Данная проблема может быть отнесена к полю исторической металингвистики. В марксистском ключе вопрос будет звучать так: о чем говорит язык, на котором говорит восходящий класс? Ведь если иметь в виду классовое сознание, то именно господствующие речевые практики являются имманентным свидетельством самосознания класса в отличие от мышления отдельных индивидов. С позиций истории и метафизики mass media речь идет о степени аппроприации языка медиа в качестве безусловно собственного.

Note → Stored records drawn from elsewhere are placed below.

pub mod api; // HTTP + WebSocket surface
pub mod config;
pub mod detector; // Lexicon + scanner + queue + session engine
pub mod narration; // Clinical whisper via the local speech service
pub mod sessions; // Live session registry
//! Clinical whisper narration.
//!
//! When a new suggestion surfaces, its localized explanation is read out
//! at reduced volume by a speech-synthesis service running next to the
//! app. Narration is a best-effort enrichment: the suggestion is valid
//! and actionable whether or not playback happens, so every failure here
//! is logged and swallowed — nothing propagates to the detection path.

use std::time::Duration;

use serde::Serialize;
use thiserror::Error;

use crate::detector::types::Language;

/// Whisper mode: low volume so the read-out stays under the conversation.
pub const WHISPER_VOLUME: f32 = 0.3;

/// Slightly slower than normal speech, for clinical terminology.
pub const WHISPER_RATE: f32 = 0.85;

/// One utterance for the speech service.
#[derive(Debug, Clone, Serialize)]
pub struct NarrationRequest {
    pub text: String,
    pub language: Language,
    pub rate: f32,
    pub volume: f32,
}

impl NarrationRequest {
    /// A whisper-mode utterance with the standard clinical settings.
    pub fn whisper(text: impl Into<String>, language: Language) -> Self {
        Self {
            text: text.into(),
            language,
            rate: WHISPER_RATE,
            volume: WHISPER_VOLUME,
        }
    }
}

#[derive(Error, Debug)]
pub enum NarrationError {
    #[error("Speech service request failed: {0}")]
    Request(#[from] reqwest::Error),

    #[error("Speech service returned status {0}")]
    Status(u16),
}

/// Speech-synthesis collaborator.
///
/// `Http` talks to a local TTS service; `Disabled` accepts everything and
/// plays nothing (tests, and `narration_enabled = false`).
pub enum Narrator {
    Http(HttpNarrator),
    Disabled,
}

impl Narrator {
    pub async fn speak(&self, request: &NarrationRequest) -> Result<(), NarrationError> {
        match self {
            Self::Http(http) => http.speak(request).await,
            Self::Disabled => Ok(()),
        }
    }
}

/// HTTP client for the local speech service.
///
/// The service owns audio output; this client only submits utterances.
/// Short timeouts: if the service is down we want to find out fast and
/// move on, not stall the narration task.
pub struct HttpNarrator {
    client: reqwest::Client,
    base_url: String,
}

impl HttpNarrator {
    pub fn new(base_url: impl Into<String>) -> Self {
        let client = reqwest::Client::builder()
            .connect_timeout(Duration::from_secs(2))
            .timeout(Duration::from_secs(10))
            .build()
            .unwrap_or_default();
        Self {
            client,
            base_url: base_url.into().trim_end_matches('/').to_string(),
        }
    }

    pub async fn speak(&self, request: &NarrationRequest) -> Result<(), NarrationError> {
        let url = format!("{}/api/speak", self.base_url);
        let response = self.client.post(&url).json(request).send().await?;

        if !response.status().is_success() {
            return Err(NarrationError::Status(response.status().as_u16()));
        }
        Ok(())
    }
}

А с точки зрения христианства – еще об одной великой попытке сделать последних первыми. И дать слово малым сим. Причем устройство нового революционного языка оказалось пригодным уже не для кротости и стойкости, а для гнева и классовой решимости: благодаря языку mass media истина вновь прозвучала устами отвергнутых, и на этот раз она была истиной революции и целостного праксиса. Шершавый язык плаката, а также листовки, лозунга и транспаранта на какое-то время совпал с максимальной степенью единства мысли и действия, прежде чем и его коснулись силы спонтанной и преднамеренной фальсификации и vis inertia, неизбежный с точки зрения Ницше удел всех установлений слишком человеческого[113]. Попробуем рассмотреть в метафизическом ключе вопрос «что это было?», опираясь на перекличку указанных подходов и тематизаций, ориентируясь на Великую Октябрьскую революцию и ее исторические окрестности.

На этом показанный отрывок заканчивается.